Big Tech è il nuovo Stato profondo, invisibile ma dominante, legato a doppio filo ai governi e ai servizi segreti, alle borse e agli algoritmi. Big Tech non è più un attore economico: è l’ossatura del nuovo potere imperiale, il vero deep state del XXI secolo, diffuso e invisibile, come peraltro ho scritto tempo fa in un articolo a proposito dello Stato profondo che cambia pelo. Il nuovo Stato profondo non porta cravatte. Porta chip.
2. La guerra commerciale è un teatrino
Trump alza i dazi, minaccia la Cina, poi salva proprio i colossi americani che producono in Cina e vendono in Occidente. Apple assembla in Asia, investe in IA globale e viene esentata.
Se ci fosse un vero conflitto ideologico, Apple sarebbe il primo bersaglio. Invece è la più protetta.
Dietro lo scontro visibile tra Washington e Pechino, c’è una cooperazione invisibile tra élite che condividono interessi strategici.
La guerra commerciale è geopolitica per la TV, ma tecnocratica nella realtà.
Dazi come arma psicologica
I settori colpiti sono quelli che fanno rumore: auto elettriche, beni di consumo, industrie di base.
La strategia è collaudata: creare panico, generare crolli, per poi intervenire con esenzioni selettive che rilanciano i mercati e premiano chi sapeva.
Shock & relief: si destabilizza per poi consolidare il controllo. Il risultato è triplice:
- Guadagno finanziario per chi è dentro il gioco.
- Consolidamento politico per chi “risolve” la crisi.
- Condizionamento psicologico delle masse, che si abituano al caos controllato.
3. Il sacrificio dell’economia reale
Mentre i colossi digitali vengono salvati, il comparto agroalimentare — già sotto pressione per inflazione, normative e logistica — viene lasciato senza protezione esposto a dazi incrociati, costi di trasporto, blocchi logistici.
L’agricoltura, la manifattura, le piccole imprese: tutto ciò che è reale, tangibile e umano, viene sacrificato sull’altare del nuovo ordine digitale.
Il cittadino paga, le piattaforme incassano.
Nel nuovo scenario multipolare, l’agricoltura, la manifattura e l’industria pesante sono sacrificabili.
Al contrario, tutto ciò che gestisce informazione, identità, comunicazione e controllo algoritmico viene tutelato con cura chirurgica.
4. La ristrutturazione è in corso, e il popolo non è invitato
L’obiettivo non è la distruzione del sistema, ma la sua ristrutturazione controllata.
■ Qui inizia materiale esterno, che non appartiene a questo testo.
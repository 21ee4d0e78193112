//! Renders the tank scene to an image without opening a window.
//!
//! Usage: `cargo run --example render_tank -- [output.png] [width] [height]`

use tankview::{render_to_file, SceneOptions};

fn main() -> tankview::Result<()> {
    env_logger::init();

    let mut args = std::env::args().skip(1);
    let path = args.next().unwrap_or_else(|| "tank.png".to_string());
    let width = args.next().and_then(|w| w.parse().ok()).unwrap_or(1280);
    let height = args.next().and_then(|h| h.parse().ok()).unwrap_or(720);

    render_to_file(&path, &SceneOptions::default(), width, height)?;
    println!("wrote {path} ({width}x{height})");
    Ok(())
}
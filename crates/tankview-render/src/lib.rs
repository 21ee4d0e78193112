//! Rendering backend for tankview.
//!
//! This crate provides the wgpu-based rendering engine, including:
//! - A perspective [`Camera`] and [`OrbitControls`] that move it
//! - [`SceneBuilder`] / [`Scene`], the frozen set of drawables and lights
//! - [`RenderEngine`], drawing scenes to a window or an offscreen texture
//! - Capability probing and screenshot saving

#![allow(clippy::missing_errors_doc)]
#![allow(clippy::missing_panics_doc)]
// GPU sizes and counts are u32 on the wgpu side
#![allow(clippy::cast_possible_truncation)]
#![allow(clippy::cast_precision_loss)]

pub mod camera;
pub mod capability;
pub mod engine;
pub mod error;
pub mod node_render;
pub mod orbit;
pub mod scene;
pub mod screenshot;

pub use camera::Camera;
pub use capability::{CapabilityProbe, WgpuProbe};
pub use engine::{CameraUniforms, LightUniforms, RenderEngine, MAX_POINT_LIGHTS};
pub use error::{RenderError, RenderResult};
pub use node_render::{NodeRenderData, NodeUniforms, PipelineKind};
pub use orbit::{ControlEvent, ControlInput, OrbitControls};
pub use scene::{Scene, SceneBuilder};
pub use screenshot::{encode_png, save_image};
//! Pipeline creation for the render engine.

use crate::node_render::PipelineKind;

use super::{CAMERA_UNIFORM_SIZE, DEPTH_FORMAT, LIGHT_UNIFORM_SIZE, NODE_UNIFORM_SIZE};

fn uniform_entry(
    binding: u32,
    min_binding_size: Option<std::num::NonZeroU64>,
) -> wgpu::BindGroupLayoutEntry {
    wgpu::BindGroupLayoutEntry {
        binding,
        visibility: wgpu::ShaderStages::VERTEX | wgpu::ShaderStages::FRAGMENT,
        ty: wgpu::BindingType::Buffer {
            ty: wgpu::BufferBindingType::Uniform,
            has_dynamic_offset: false,
            min_binding_size,
        },
        count: None,
    }
}

fn storage_entry(binding: u32) -> wgpu::BindGroupLayoutEntry {
    wgpu::BindGroupLayoutEntry {
        binding,
        visibility: wgpu::ShaderStages::VERTEX,
        ty: wgpu::BindingType::Buffer {
            ty: wgpu::BufferBindingType::Storage { read_only: true },
            has_dynamic_offset: false,
            min_binding_size: None,
        },
        count: None,
    }
}

/// The pipeline variants used to draw scene nodes.
pub struct ScenePipelines {
    /// Bind group layout shared by every variant.
    pub bind_group_layout: wgpu::BindGroupLayout,
    cull_back: wgpu::RenderPipeline,
    cull_front: wgpu::RenderPipeline,
    cull_none: wgpu::RenderPipeline,
    lines: wgpu::RenderPipeline,
}

impl ScenePipelines {
    /// Creates all variants for the given color target format.
    #[must_use]
    pub fn new(device: &wgpu::Device, color_format: wgpu::TextureFormat) -> Self {
        let shader = device.create_shader_module(wgpu::ShaderModuleDescriptor {
            label: Some("scene shader"),
            source: wgpu::ShaderSource::Wgsl(include_str!("../shaders/scene.wgsl").into()),
        });

        let bind_group_layout = device.create_bind_group_layout(&wgpu::BindGroupLayoutDescriptor {
            label: Some("scene bind group layout"),
            entries: &[
                uniform_entry(0, CAMERA_UNIFORM_SIZE),
                uniform_entry(1, LIGHT_UNIFORM_SIZE),
                uniform_entry(2, NODE_UNIFORM_SIZE),
                storage_entry(3),
                storage_entry(4),
            ],
        });

        let layout = device.create_pipeline_layout(&wgpu::PipelineLayoutDescriptor {
            label: Some("scene pipeline layout"),
            bind_group_layouts: &[&bind_group_layout],
            push_constant_ranges: &[],
        });

        let create = |label: &str, topology: wgpu::PrimitiveTopology, cull_mode: Option<wgpu::Face>| {
            device.create_render_pipeline(&wgpu::RenderPipelineDescriptor {
                label: Some(label),
                layout: Some(&layout),
                vertex: wgpu::VertexState {
                    module: &shader,
                    entry_point: Some("vs_main"),
                    buffers: &[],
                    compilation_options: wgpu::PipelineCompilationOptions::default(),
                },
                fragment: Some(wgpu::FragmentState {
                    module: &shader,
                    entry_point: Some("fs_main"),
                    targets: &[Some(wgpu::ColorTargetState {
                        format: color_format,
                        blend: Some(wgpu::BlendState::ALPHA_BLENDING),
                        write_mask: wgpu::ColorWrites::ALL,
                    })],
                    compilation_options: wgpu::PipelineCompilationOptions::default(),
                }),
                primitive: wgpu::PrimitiveState {
                    topology,
                    strip_index_format: None,
                    front_face: wgpu::FrontFace::Ccw,
                    cull_mode,
                    polygon_mode: wgpu::PolygonMode::Fill,
                    unclipped_depth: false,
                    conservative: false,
                },
                depth_stencil: Some(wgpu::DepthStencilState {
                    format: DEPTH_FORMAT,
                    depth_write_enabled: true,
                    depth_compare: wgpu::CompareFunction::LessEqual,
                    stencil: wgpu::StencilState::default(),
                    bias: wgpu::DepthBiasState::default(),
                }),
                multisample: wgpu::MultisampleState::default(),
                multiview: None,
                cache: None,
            })
        };

        let triangles = wgpu::PrimitiveTopology::TriangleList;
        Self {
            cull_back: create("surface pipeline (front)", triangles, Some(wgpu::Face::Back)),
            cull_front: create("surface pipeline (back)", triangles, Some(wgpu::Face::Front)),
            cull_none: create("surface pipeline (double)", triangles, None),
            lines: create("line pipeline", wgpu::PrimitiveTopology::LineList, None),
            bind_group_layout,
        }
    }

    /// Returns the pipeline for a variant.
    #[must_use]
    pub fn get(&self, kind: PipelineKind) -> &wgpu::RenderPipeline {
        match kind {
            PipelineKind::CullBack => &self.cull_back,
            PipelineKind::CullFront => &self.cull_front,
            PipelineKind::CullNone => &self.cull_none,
            PipelineKind::Lines => &self.lines,
        }
    }
}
Le crisi non sono fallimenti: sono strumenti di transizione verso un’economia ipercentralizzata, dove:
- il denaro è tracciato.
- la proprietà è temporanea.
- l’accesso ai beni è condizionato.
- la libertà economica è sostituita da identità digitale, credito sociale e consumo sorvegliato.
La proprietà privata viene colpita. Il sistema no.
L’esenzione della Big Tech dai dazi non è un errore, ma la conferma di una gerarchia nascosta.
- Le istituzioni nazionali diventano facciate.
- Le guerre commerciali, strumenti di distrazione.
- Il vero potere si muove nei data center, non nei parlamenti.
Quello a cui assistiamo non è una guerra tra nazioni, ma una convergenza delle élite verso un nuovo ordine tecno-finanziario.
La classe media globale, intanto, viene messa fuori gioco, espropriata lentamente, sempre meno proprietaria e sempre più “utente”.
Conclusione
Trump appare come nazionalista ribelle, ma in realtà non intacca mai l’equilibrio digitale globale.
L’intera dinamica suggerisce che le tensioni vere non siano tra USA e Cina, ma tra élite e popoli, tra sovranità e tecnocrazia, tra realtà e rappresentazione.
Il teatro è davanti a noi. Ma chi lo osserva attentamente vede che gli attori recitano per lo stesso regista.